Kenapa Orang Sunda Tidak Bisa Ngomong F? Ternyata Dipengaruhi Sejarah Ratusan Tahun

BANDUNG, iNews.id - Kenapa orang Sunda tidak bisa ngomong f? Pertanyaan ini sering kali mengemuka di saat orang Sunda menggunakan kosa-kata berawalan huruf F yang diungkapkan menjadi huruf p, seperti favorit menjadi paporit, maaf menjadi maap atau positif menjadi positip.
Hal itu menjadi gaya dan ciri khas dalam logat atau akses saat berbicara. Orang lain pun dapat dengan mudah mengidentifikasi orang Sunda melalui logat yang digunakan atas kosa kata berawalan huruf F.
Dinas Pendidikan Jawa Barat dalam akun Instagram resminya menyebutkan ketidakmampuan orang Sunda tidak hanya melafalkan huruf f, tapi juga huruf v. Hal itu dipengaruhi kondisi arkeologi bahasa dan aksara Sunda sejak ratusan tahun yang lalu.
Dalam aksara Sunda yang disebut dengan Kaganga tak dikenal huruf f maupun v yang ada adalah huruf p.
Sebenarnya, saat ini banyak masyarakat Sunda yang sudah terpengaruh dengan aksen modern. Sehingga, aksara di Sunda pun beradaptasi dengan memasukkan huruf f dan v, bersamaan dengan huruf lain yang sebelumnya tidak ada seperti z, x dan q.

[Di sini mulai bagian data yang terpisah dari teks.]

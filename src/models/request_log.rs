//! API request audit log model
//!
//! The remote API's compliance terms require every request and response
//! to be recorded and retained for at least 30 days. Credential-bearing
//! headers are masked before an entry is built.

use chrono::{DateTime, Utc};
use serde::{Deserialize, Serialize};
use serde_json::Value;

/// One audited API request/response pair
#[derive(Debug, Clone, PartialEq, Serialize, Deserialize)]
pub struct RequestLogEntry {
    /// Database ID (set after insertion)
    pub id: Option<i64>,

    /// HTTP method
    pub method: String,

    /// Full request URL
    pub url: String,

    /// Request headers with credential values masked
    pub headers: Value,

    /// Request payload, if any
    pub payload: Option<Value>,

    /// Response status code; None when the request never got a response
    pub status: Option<u16>,

    /// Wall-clock request duration in milliseconds
    pub duration_ms: u64,

    /// Whether the request ended in an error
    pub is_error: bool,

    /// When the entry was recorded
    pub created_at: DateTime<Utc>,
}

impl RequestLogEntry {
    /// Create a new entry stamped with the current time
    pub fn new(method: impl Into<String>, url: impl Into<String>) -> Self {
        Self {
            id: None,
            method: method.into(),
            url: url.into(),
            headers: Value::Null,
            payload: None,
            status: None,
            duration_ms: 0,
            is_error: false,
            created_at: Utc::now(),
        }
    }
}

/// Mask a credential-bearing header value for audit logging
///
/// Keeps a short prefix so entries remain correlatable, truncates the
/// rest.
pub fn mask_header_value(value: &str) -> String {
    const VISIBLE: usize = 12;
    if value.len() <= VISIBLE {
        "***".to_string()
    } else {
        format!("{}***", &value[..VISIBLE])
    }
}

#[cfg(test)]
mod tests {
    use super::*;

    #[test]
    fn test_new_entry_defaults() {
        let entry = RequestLogEntry::new("POST", "https://api.example.com/product/read");

        assert_eq!(entry.method, "POST");
        assert_eq!(entry.status, None);
        assert!(!entry.is_error);
        assert_eq!(entry.headers, Value::Null);
    }

    #[test]
    fn test_mask_header_value() {
        let masked = mask_header_value("Basic dXNlcjpzZWNyZXQtcGFzcw==");
        assert_eq!(masked, "Basic dXNlcj***");
        assert!(!masked.contains("cGFzcw"));

        // Short values are masked entirely
        assert_eq!(mask_header_value("short"), "***");
    }
}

Namun, tetap saja masih banyak masyarakat Sunda yang kesulitan melafalkan huruf F dan V dan tetap menggunakan huruf P untuk mengganti kedua huruf tersebut. Ini menjadi ciri khas masyarakat Sunda hingga saat ini.
Sejak Abad XII masyarakat Sunda telah lama mengenal aksara untuk menuliskan bahasa yang mereka gunakan. Pada awal masa kolonial, masyarakat Sunda dipaksa oleh keadaan yaitu dengan meluasnya pengaruh Mataram Islam ke dalam wilayah Priangan (kecuali wilayah Cirebon dan Banten) dan kebijakan penguasa saat itu untuk meninggalkan penggunaan Aksara Sunda Kuno yang merupakan salah satu identitas budaya Sunda.
Kebijakan pemerintahan kolonial melalui surat resminya tertanggal 3 November 1705 yang mewajibkan penggunaan aksara latin, arab gundul (pegon) dan aksara Jawa modifikasi (cacarakan) sebagai aksara resmi yang digunakan di wilayah Sunda dalam kegiatan surat menyurat.
Keadaan yang berlangsung hingga masa kemerdekaan ini menyebabkan punahnya Aksara Sunda Kuno dalam tradisi tulis masyarakat Sunda
Pada akhir Abad XIX sampai pertengahan Abad XX, para peneliti berkebangsaan asing (misalnya KF Holle dan CM Pleyte) dan bumiputra (misalnya Atja dan ES Ekadjati) mulai meneliti keberadaan prasasti-prasasti dan naskah-naskah tua yang menggunakan Aksara Sunda Kuno.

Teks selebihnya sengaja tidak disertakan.